Anvisa defines the requirements to order the emergency use of the Covid-19 vaccine | Vaccine

• Second to regulatory, each case will be analyzed independently. The decision will be made by the Collegiate Board;
• Will be considered clinical and non-clinical studies (in humans);
• the quality, good manufacturing practices, monitoring and control strategies, interim clinical trial results, among other scientific evidence;
• The interested company must present information that proves that the manufacture and stability of the product guarantee the quality of the vaccine;
• It is also necessary that the vaccine be accompanied by a Dossier for Clinical Drug Development (DDCM) approved by the agency;
• The clinical study in phase 3, the last stage of the trial, must be ongoing and carried out in Brazil.

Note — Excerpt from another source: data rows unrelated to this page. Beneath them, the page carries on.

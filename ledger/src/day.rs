// Copyright (c) James Kassemi, SC, US. All rights reserved.
use std::{fmt, time::Duration};

use chrono::{DateTime, NaiveDate, Utc};
use parking_lot::Mutex;

/// Wall-clock source. Quota and statistics days follow the calendar date in
/// UTC, not a rolling 24-hour window.
pub trait Clock: Send + Sync {
    fn now(&self) -> DateTime<Utc>;

    fn now_millis(&self) -> i64 {
        self.now().timestamp_millis()
    }
}

#[derive(Clone, Copy, Debug, Default)]
pub struct SystemClock;

impl Clock for SystemClock {
    fn now(&self) -> DateTime<Utc> {
        Utc::now()
    }
}

/// Settable clock for exercising day rollover.
#[derive(Debug)]
pub struct ManualClock {
    now: Mutex<DateTime<Utc>>,
}

impl ManualClock {
    pub fn new(now: DateTime<Utc>) -> Self {
        Self {
            now: Mutex::new(now),
        }
    }

    pub fn advance(&self, by: Duration) {
        let mut guard = self.now.lock();
        if let Ok(step) = chrono::Duration::from_std(by) {
            *guard += step;
        }
    }
}

impl Clock for ManualClock {
    fn now(&self) -> DateTime<Utc> {
        *self.now.lock()
    }
}

/// UTC calendar day used in quota, voter-index and per-day statistic keys.
#[derive(Clone, Copy, Debug, PartialEq, Eq, Hash, PartialOrd, Ord)]
pub struct VoteDay(NaiveDate);

impl VoteDay {
    pub fn from_datetime(at: DateTime<Utc>) -> Self {
        Self(at.date_naive())
    }

    pub fn today(clock: &dyn Clock) -> Self {
        Self::from_datetime(clock.now())
    }
}

impl fmt::Display for VoteDay {
    fn fmt(&self, f: &mut fmt::Formatter<'_>) -> fmt::Result {
        write!(f, "{}", self.0.format("%Y-%m-%d"))
    }
}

The agency makes the reservation that the The emergency use of a product will be released only to the public previously defined and tested in the studies. In addition, he says that the authorization will not replace the sanitary registration in Brazil, which will be necessary to expand the product to the entire population.

Until now, Anvisa did not have the “emergency use” modality for vaccination. The criteria had to be established due to the urgency of the pandemic.

4 vaccines in final tests

Four vaccines are in phase 3 of human trials in Brazil and, if they meet the other criteria, they can request emergency use. They are:

1. AstraZeneca + University of Oxford: 70% efficacy, with a range of 62% to 90% depending on the applied dose.
2. CoronaVac: still without the effectiveness rate disclosed.
3. Pfizer + BioNTech: 95% effective and more than 94% effective in elderly people over 65 years of age, according to preliminary data from phase 3.
4. Janssen: still without the effectiveness rate disclosed.

All of these immunizers are intended for people over 18 years of age, except Pfizer, which can be applied to patients 16 years and older. Responsible pharmacists have already requested continuous presentation with Anvisa: process used by the regulator to gradually receive documents and ensure faster approval.

According to Carla Domingues, former coordinator of the National Immunization Program (PNI) of the Ministry of Health, “children and adolescents will not be vaccinated in the short term because no clinical studies have been carried out in these groups.”

“There have been no clinical studies in this population. We will have to wait for the studies to continue. Although this is not the population most at risk, this is the least affected population. This is the policy of the Ministry of Health and the whole world, “he said.

The Ministry of Health announced on Tuesday (1) the first points of the “preliminary” strategy for the vaccination of the population. According to the portfolio, the plan will be divided into four stages.